The battlefields of Gettysburg are changing at a rapid pace as well. In recent years there has been a push to restore the battlefields to how they looked during the 1860s. A large steel lookout tower that loomed over the town was demolished recently because it was an eyesore to many and was visible from nearly every major battle site. Now the National Park Service is busy working on the battlefields themselves. As a child I remember Devil's Den and the area behind it sprouting with many trees and bushes. All of this is being cleared away to make it look like the pastureland of 150 years ago and to give visitors a better sense of what the soldiers would have seen. I think I understand the reasoning, but it still strikes me as odd. They're making artificial pastureland. No cow or horse is ever really going to graze here again. It's almost as if the land itself has become a reenactor of the Civil War. It is an oddity because it is one of the few cherished landscapes in America, or the world, that is being restored not for environmental or conservation purposes but for the purpose of preserving a very particular point in time – three days in 1863, to be exact – in which a fleeting, albeit bloody, human interaction occurred. Ironically, there has been no talk of removing the hundreds upon hundreds of marble and granite monuments, which of course were not original elements of the land during the battle. It reminds me of a story about the folk art painter Anna Mary Robertson (“Grandma”) Moses, who was once commissioned to paint a historical scene of a Revolutionary War battle in Bennington, Vermont. Amidst the buildings and small soldiers in red and blue coats she painted, she also included an image of the Bennington Monument, a pillar-like object in the center of town that was erected later to memorialize the battle. Grandma Moses was ridiculed for this anachronism to the point where she felt compelled to make a second painting of the battle, minus the monument.

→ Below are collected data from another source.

use std::marker::PhantomData;

use serde::{de::DeserializeOwned, Serialize};

use crate::error::Result;
use crate::model::{Candidate, Election, Session, Vote, Voter};

use super::Store;

/// A type whose records live in a named collection within the store.
pub trait Collection {
    /// The storage key of the collection.
    const KEY: &'static str;
}

/// A type held as a single object under a named key within the store.
pub trait SlotValue {
    /// The storage key of the slot.
    const KEY: &'static str;
}

/// A typed handle on a whole-collection key in the store.
///
/// Reads and writes always cover the entire collection; there are no
/// partial updates or transactions at this layer, so every mutation is a
/// load-modify-save of the full array.
pub struct Coll<'s, T> {
    store: &'s dyn Store,
    _marker: PhantomData<T>,
}

impl<'s, T> Coll<'s, T>
where
    T: Collection + Serialize + DeserializeOwned,
{
    /// Get a handle on this collection in the given store.
    pub fn from_store(store: &'s dyn Store) -> Self {
        Self {
            store,
            _marker: PhantomData,
        }
    }

    /// Read the entire collection. An absent key is an empty collection.
    pub fn load(&self) -> Result<Vec<T>> {
        match self.store.read(T::KEY) {
            Some(raw) => Ok(serde_json::from_str(&raw)?),
            None => Ok(Vec::new()),
        }
    }

    /// Replace the entire collection.
    pub fn save(&self, items: &[T]) -> Result<()> {
        self.store.write(T::KEY, serde_json::to_string(items)?);
        Ok(())
    }
}

// `derive(Clone)` would only derive if `T: Clone`, but we don't need that bound.
impl<T> Clone for Coll<'_, T> {
    fn clone(&self) -> Self {
        Self {
            store: self.store,
            _marker: PhantomData,
        }
    }
}

/// A typed handle on a single-object key in the store.
pub struct Slot<'s, T> {
    store: &'s dyn Store,
    _marker: PhantomData<T>,
}

impl<'s, T> Slot<'s, T>
where
    T: SlotValue + Serialize + DeserializeOwned,
{
    /// Get a handle on this slot in the given store.
    pub fn from_store(store: &'s dyn Store) -> Self {
        Self {
            store,
            _marker: PhantomData,
        }
    }

    /// Read the stored object, if the slot is occupied.
    pub fn load(&self) -> Result<Option<T>> {
        match self.store.read(T::KEY) {
            Some(raw) => Ok(Some(serde_json::from_str(&raw)?)),
            None => Ok(None),
        }
    }

    /// Replace the stored object.
    pub fn save(&self, value: &T) -> Result<()> {
        self.store.write(T::KEY, serde_json::to_string(value)?);
        Ok(())
    }

    /// Empty the slot.
    pub fn clear(&self) {
        self.store.remove(T::KEY);
    }
}

impl<T> Clone for Slot<'_, T> {
    fn clone(&self) -> Self {
        Self {
            store: self.store,
            _marker: PhantomData,
        }
    }
}

// Election collection.
const ELECTIONS: &str = "elections";
impl Collection for Election {
    const KEY: &'static str = ELECTIONS;
}

// Candidate collection.
const CANDIDATES: &str = "candidates";
impl Collection for Candidate {
    const KEY: &'static str = CANDIDATES;
}

// Voter collection.
const REGISTERED_VOTERS: &str = "registeredVoters";
impl Collection for Voter {
    const KEY: &'static str = REGISTERED_VOTERS;
}

// Vote collection.
const VOTES: &str = "votes";
impl Collection for Vote {
    const KEY: &'static str = VOTES;
}

// Current session slot.
const CURRENT_USER: &str = "currentUser";
impl SlotValue for Session {
    const KEY: &'static str = CURRENT_USER;
}

/// Administrator session flag, stored as the string `"true"` when an
/// administrator is logged in. Accessed directly on the [`Store`] rather
/// than through a typed handle.
pub const ADMIN_AUTH: &str = "adminAuth";
use chrono::{DateTime, Utc};
use serde::{Deserialize, Serialize};

use crate::model::Id;

/// An immutable record linking one voter to one candidate within one
/// election, as stored in the `votes` collection. Votes are appended once
/// and never updated or deleted.
#[derive(Debug, Clone, PartialEq, Eq, Serialize, Deserialize)]
#[serde(rename_all = "camelCase")]
pub struct Vote {
    pub id: Id,
    /// Stored as `userId`, the field name the collections have always used.
    #[serde(rename = "userId")]
    pub voter_id: Id,
    pub election_id: Id,
    pub candidate_id: Id,
    pub timestamp: DateTime<Utc>,
}

impl Vote {
    /// Create a vote record with a fresh identifier, timestamped `now`.
    pub fn new(voter_id: Id, election_id: Id, candidate_id: Id, now: DateTime<Utc>) -> Self {
        Self {
            id: Id::generate("vote"),
            voter_id,
            election_id,
            candidate_id,
            timestamp: now,
        }
    }
}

While in Gettysburg I photographed the battlefield landscapes – roads, monuments, and sometimes tourists included – with a small 35mm half-frame camera. This camera takes twice the usual number of pictures on a roll of film by chopping each 35mm frame in half. I have found that the camera is quite useful for making interesting “panoramas” of the landscape. By simply panning the landscape in front of me while winding and shooting, I create a series of images that I believe give, in a sense, a more accurate view of how a person views a landscape than what a traditional panoramic camera can produce. Panoramic cameras focus on a continuous stretch of landscape; from end to end, the image maintains its visual integrity without focal or spatial interruptions. While effective and interesting, these images do not represent a landscape as it is seen by the human eye. Peripheral and stereo vision prevents eyes from being able to record an entire landscape in focus at once. The eyes focus on one particular point at a time, scanning the scene and stitching the landscape together in the mind. The half-frame camera method that I am using to record the landscape mimics this “stitching” by presenting the scene in sections. Objects within the landscape repeat between frames, further revealing the effect of stitching and also elongating the scene, making it appear more sweeping than it is in true life. If one were inclined, the viewer could also interpret the separate images as soldiers in line for battle.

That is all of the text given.